O problema primeiro se manifestou como uma crescente dificuldade de
Colin para praticar esportes. Conforme sua mobilidade foi ficando limitada, ele
teve de deixar seu emprego como consultor de tecnologia da informação. E também
ficou mais vulnerável a outras doenças.
Vivendo só em um apartamento no segundo andar de um edifício sem
elevador, sentia-se como um "prisioneiro" em sua própria casa, sem
conseguir sair e entrar sem ajuda. Ele perdeu aos poucos o contato com seus
amigos. "Decidi que não suportaria passar por mais um inverno depois de
ser hospitalizado duas vezes em três meses", diz ele.
Em abril de 2017, decidiu que a melhor saída seria se inscrever em um
serviço suíço que presta auxílio a quem deseja se matar, e foi rapidamente
aceito. Esse tipo de procedimento é ilegal na Escócia, onde Colin vive - uma
tentativa de mudar a lei foi rejeitada pelo Parlamento em 2015.

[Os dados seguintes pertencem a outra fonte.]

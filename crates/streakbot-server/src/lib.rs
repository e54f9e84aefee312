use std::convert::Infallible;
use std::net::SocketAddr;
use std::pin::Pin;
use std::sync::Arc;
use std::task::{Context, Poll};
use std::time::Duration;

use axum::body::{Body, Bytes};
use axum::extract::State;
use axum::http::{header, HeaderMap, StatusCode};
use axum::response::{IntoResponse, Response};
use axum::routing::{get, post};
use axum::{Json, Router};
use futures_util::Stream;
use reqwest::Client;
use serde_json::{json, Value};
use streakbot_config::Config;
use streakbot_contracts::{ApplicationCommand, MessageContent, RewardStatus};
use streakbot_kernel::{
    classify, compose, streak_command, verify, ClassifiedInteraction, CommandInvocation,
    DecodeError, OutboundMessage, UpstreamState,
};
use thiserror::Error;
use tokio::sync::oneshot;
use tracing::{debug, info, warn, Instrument, Span};
use uuid::Uuid;

pub const SIGNATURE_HEADER: &str = "x-signature-ed25519";
pub const TIMESTAMP_HEADER: &str = "x-signature-timestamp";

const DISCORD_TIMEOUT: Duration = Duration::from_secs(10);
const USER_AGENT: &str = concat!("DiscordBot (streakbot, ", env!("CARGO_PKG_VERSION"), ")");

type Rejection = (StatusCode, Json<Value>);

pub async fn serve(cfg: Config) -> Result<(), String> {
    let addr: SocketAddr = cfg
        .server
        .listen_addr
        .parse()
        .map_err(|e| format!("invalid listen_addr: {e}"))?;

    if cfg.registration.enabled {
        if let Err(e) = register_commands(&cfg).await {
            warn!(error = %e, "command registration skipped");
        }
    }

    let app = build_app(cfg).await?;

    let listener = tokio::net::TcpListener::bind(addr)
        .await
        .map_err(|e| format!("bind failed: {e}"))?;
    info!(%addr, "listening for interactions");
    axum::serve(listener, app)
        .with_graceful_shutdown(shutdown_signal())
        .await
        .map_err(|e| format!("serve failed: {e}"))
}

pub async fn build_app(cfg: Config) -> Result<Router, String> {
    let state = AppState::new(cfg)?;
    Ok(Router::new()
        .route("/v1/healthz", get(healthz))
        .route("/interactions", post(interactions))
        .route("/api/handle", post(interactions))
        .with_state(state))
}

pub async fn register_commands(cfg: &Config) -> Result<(), DiscordError> {
    let discord = DiscordClient::new(&cfg.discord).map_err(DiscordError::Client)?;
    let command = streak_command(&cfg.registration.description);
    let status = discord.register_command(&command).await?;
    info!(status, command = %command.name, "registered application command");
    Ok(())
}

async fn shutdown_signal() {
    if let Err(e) = tokio::signal::ctrl_c().await {
        warn!(error = %e, "ctrl-c handler unavailable; running until killed");
        std::future::pending::<()>().await;
    }
    info!("shutting down");
}

#[derive(Clone)]
struct AppState {
    cfg: Arc<Config>,
    upstream: UpstreamClient,
    discord: DiscordClient,
}

impl AppState {
    fn new(cfg: Config) -> Result<Self, String> {
        if cfg.discord.public_key.is_none() {
            warn!("discord public key is not configured; every interaction will be rejected");
        }
        if cfg.discord.application_id.is_none() {
            warn!("discord application id is not configured; follow-ups cannot be delivered");
        }
        Ok(Self {
            upstream: UpstreamClient::new(Duration::from_millis(cfg.upstream.timeout_ms))?,
            discord: DiscordClient::new(&cfg.discord)?,
            cfg: Arc::new(cfg),
        })
    }

    fn handle_interaction(&self, headers: &HeaderMap, body: &[u8]) -> Result<Response, Rejection> {
        let signature = header_str(headers, SIGNATURE_HEADER);
        let timestamp = header_str(headers, TIMESTAMP_HEADER);
        let public_key = self.cfg.discord.public_key.as_deref().unwrap_or_default();
        if let Err(e) = verify(body, signature, timestamp, public_key) {
            warn!(error = %e, "rejected interaction");
            return Err(rejection(
                StatusCode::UNAUTHORIZED,
                "signature_invalid",
                "invalid request signature",
            ));
        }

        let classified = classify(body).map_err(|e| {
            warn!(error = %e, "undecodable interaction");
            match e {
                DecodeError::MalformedInteraction(msg) => {
                    rejection(StatusCode::BAD_REQUEST, "malformed_interaction", &msg)
                }
                DecodeError::UnsupportedCommand(name) => rejection(
                    StatusCode::BAD_REQUEST,
                    "unsupported_command",
                    &format!("invalid command: {name}"),
                ),
            }
        })?;

        match classified {
            ClassifiedInteraction::Ping => {
                debug!("answered ping");
                Ok(Json(OutboundMessage::pong().to_response()).into_response())
            }
            ClassifiedInteraction::Command(cmd) => self.acknowledge(cmd),
        }
    }

    fn acknowledge(&self, cmd: CommandInvocation) -> Result<Response, Rejection> {
        let body = serde_json::to_vec(&OutboundMessage::placeholder().to_response()).map_err(|e| {
            rejection(
                StatusCode::INTERNAL_SERVER_ERROR,
                "serialization_failed",
                &e.to_string(),
            )
        })?;
        let (ack_sent, ack_done) = oneshot::channel();

        info!(
            command = %cmd.name,
            interaction_id = cmd.interaction_id.as_deref().unwrap_or("-"),
            invoked_by = cmd.invoked_by.as_deref().unwrap_or("unknown"),
            options = cmd.options.len(),
            "acknowledged command"
        );
        if cmd.token.is_empty() {
            warn!("interaction carries no token; follow-up skipped");
        } else {
            tokio::spawn(follow_up(self.clone(), cmd.token, ack_done).instrument(Span::current()));
        }

        // A streamed body has no size hint, so HTTP/1.1 frames the ack as
        // chunked instead of sending Content-Length.
        Ok((
            [(header::CONTENT_TYPE, "application/json")],
            Body::from_stream(AckBody::new(Bytes::from(body), ack_sent)),
        )
            .into_response())
    }
}

async fn follow_up(state: AppState, token: String, ack_done: oneshot::Receiver<()>) {
    let upstream = match state.cfg.upstream.url.as_deref() {
        Some(url) => state.upstream.fetch_state(url).await,
        None => {
            warn!("upstream url is not configured");
            UpstreamState::unavailable()
        }
    };
    let message = compose(&upstream);

    // Sender side completes or drops once the ack body has left the handler.
    let _ = ack_done.await;

    match state.discord.edit_original(&token, &message.to_edit()).await {
        Ok(()) => info!(upstream_ok = upstream.success, "follow-up delivered"),
        Err(e) => warn!(error = %e, "follow-up delivery failed"),
    }
}

/// Single-chunk response body that reports when hyper has drained it.
struct AckBody {
    chunk: Option<Bytes>,
    sent: Option<oneshot::Sender<()>>,
}

impl AckBody {
    fn new(chunk: Bytes, sent: oneshot::Sender<()>) -> Self {
        Self {
            chunk: Some(chunk),
            sent: Some(sent),
        }
    }
}

impl Stream for AckBody {
    type Item = Result<Bytes, Infallible>;

    fn poll_next(self: Pin<&mut Self>, _cx: &mut Context<'_>) -> Poll<Option<Self::Item>> {
        let this = self.get_mut();
        match this.chunk.take() {
            Some(chunk) => Poll::Ready(Some(Ok(chunk))),
            None => {
                if let Some(sent) = this.sent.take() {
                    let _ = sent.send(());
                }
                Poll::Ready(None)
            }
        }
    }
}

async fn healthz() -> (StatusCode, &'static str) {
    (StatusCode::OK, "ok")
}

async fn interactions(
    State(state): State<AppState>,
    headers: HeaderMap,
    body: Bytes,
) -> Result<Response, Rejection> {
    let span = tracing::info_span!("interaction", request_id = %Uuid::new_v4().as_simple());
    span.in_scope(|| state.handle_interaction(&headers, &body))
}

fn header_str<'a>(headers: &'a HeaderMap, name: &str) -> &'a str {
    headers
        .get(name)
        .and_then(|v| v.to_str().ok())
        .unwrap_or_default()
}

fn rejection(status: StatusCode, code: &str, message: &str) -> Rejection {
    (
        status,
        Json(json!({"error": {"code": code, "message": message}})),
    )
}

#[derive(Clone)]
pub struct UpstreamClient {
    client: Client,
}

impl UpstreamClient {
    pub fn new(timeout: Duration) -> Result<Self, String> {
        let client = Client::builder()
            .timeout(timeout)
            .build()
            .map_err(|e| e.to_string())?;
        Ok(Self { client })
    }

    // Transport, status and decode problems all map to unavailable.
    pub async fn fetch_state(&self, url: &str) -> UpstreamState {
        let response = match self.client.get(url).send().await {
            Ok(v) => v,
            Err(e) => {
                warn!(error = %e, "upstream request failed");
                return UpstreamState::unavailable();
            }
        };
        if !response.status().is_success() {
            warn!(status = %response.status(), "upstream returned error status");
            return UpstreamState::unavailable();
        }
        match response.json::<RewardStatus>().await {
            Ok(status) => {
                let state = UpstreamState::from(status);
                if !state.success {
                    warn!("upstream reported an unsuccessful result");
                }
                state
            }
            Err(e) => {
                warn!(error = %e, "upstream body did not decode");
                UpstreamState::unavailable()
            }
        }
    }
}

#[derive(Debug, Error)]
pub enum DiscordError {
    #[error("discord application id is not configured")]
    MissingApplicationId,
    #[error("discord bot token is not configured")]
    MissingBotToken,
    #[error("http client setup failed: {0}")]
    Client(String),
    #[error("discord request failed: {0}")]
    Transport(#[from] reqwest::Error),
    #[error("discord returned {status}: {body}")]
    Status { status: u16, body: String },
}

#[derive(Clone)]
pub struct DiscordClient {
    client: Client,
    api_base: String,
    application_id: Option<String>,
    bot_token: Option<String>,
}

impl DiscordClient {
    pub fn new(cfg: &streakbot_config::Discord) -> Result<Self, String> {
        let client = Client::builder()
            .timeout(DISCORD_TIMEOUT)
            .user_agent(USER_AGENT)
            .build()
            .map_err(|e| e.to_string())?;
        Ok(Self {
            client,
            api_base: cfg.api_base.trim_end_matches('/').to_string(),
            application_id: cfg.application_id.clone(),
            bot_token: cfg.bot_token.clone(),
        })
    }

    pub fn follow_up_url(&self, token: &str) -> Result<String, DiscordError> {
        let application_id = self
            .application_id
            .as_deref()
            .ok_or(DiscordError::MissingApplicationId)?;
        Ok(format!(
            "{}/webhooks/{application_id}/{token}/messages/@original",
            self.api_base
        ))
    }

    pub async fn edit_original(
        &self,
        token: &str,
        message: &MessageContent,
    ) -> Result<(), DiscordError> {
        let url = self.follow_up_url(token)?;
        let response = self.client.patch(url).json(message).send().await?;
        check_status(response).await.map(|_| ())
    }

    pub async fn register_command(&self, command: &ApplicationCommand) -> Result<u16, DiscordError> {
        let application_id = self
            .application_id
            .as_deref()
            .ok_or(DiscordError::MissingApplicationId)?;
        let bot_token = self
            .bot_token
            .as_deref()
            .ok_or(DiscordError::MissingBotToken)?;
        let url = format!("{}/applications/{application_id}/commands", self.api_base);
        let response = self
            .client
            .post(url)
            .header(header::AUTHORIZATION, format!("Bot {bot_token}"))
            .json(command)
            .send()
            .await?;
        check_status(response).await
    }
}

async fn check_status(response: reqwest::Response) -> Result<u16, DiscordError> {
    let status = response.status();
    if status.is_success() {
        return Ok(status.as_u16());
    }
    let body = response.text().await.unwrap_or_default();
    Err(DiscordError::Status {
        status: status.as_u16(),
        body,
    })
}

Enquanto esperava por sua partida, ele participou de um programa de TV
sobre a legalização do suicídio assistido. Foi como Rona Tynan, que vivia na
mesma cidade de Colin, Inverness, conheceu sua história.
"Ouvi as palavras 'esclerose múltipla' e 'Inverness' e corri pra
frente da TV. Foi desesperador saber que ele pretendia agir daquela
forma", diz Rona, que também sofre da doença.
Casada e com filhos, ela levava uma vida ativa e feliz, ainda que na
época já tivesse perdido os movimentos do lado esquerdo do corpo e começasse a
sentir o lado direito cada vez mais fraco.
Um ano antes, porém, também estava desesperançosa. Mas seu primo
percebeu que Rona não estava recebendo toda a ajuda a que tinha direito e
entrou em contato com os serviços de assistência social. Logo ela passou a ter
mais apoio.
"Minha preocupação era se Colin tinha o suporte adequado para ter
qualidade de vida e queria muito tentar ajudá-lo", diz ela. "Não
queria que ele pensasse que eu estava desrespeitando sua decisão, mas não
queria que um homem fosse de encontro à morte só porque não estava recebendo a
ajuda adequada."
Auxílio
Ela tinha razão em estar preocupada. Quando se conheceram, algumas
semanas antes da data do suicídio de Colin, Rona descobriu que ele estava mal
informado sobre a assistência disponível para pessoas como ele, inclusive sobre
como algo tão simples quanto ter direito a uma moto adaptada para ajudar com
sua mobilidade.
"Eu gosto de andar pela cidade, e a moto fez a vida voltar a fazer
sentido. Queria que Colin a testasse para não ficar preso ou isolado", diz
ela. "Às vezes, você pensa que não há muitas coisas a seu favor, mas
sentia que estar ao ar livre, rodeado por pessoas e amigos, poderia fazer uma
grande diferença na vida dele."
Rona conseguiu uma moto para Colin experimentar, e ele a achou bastante
útil. Mas conta que, apesar de seus conhecimentos sobre esse sistema de apoio,
ela própria enfrentou dificuldades para conseguir a ajuda necessária.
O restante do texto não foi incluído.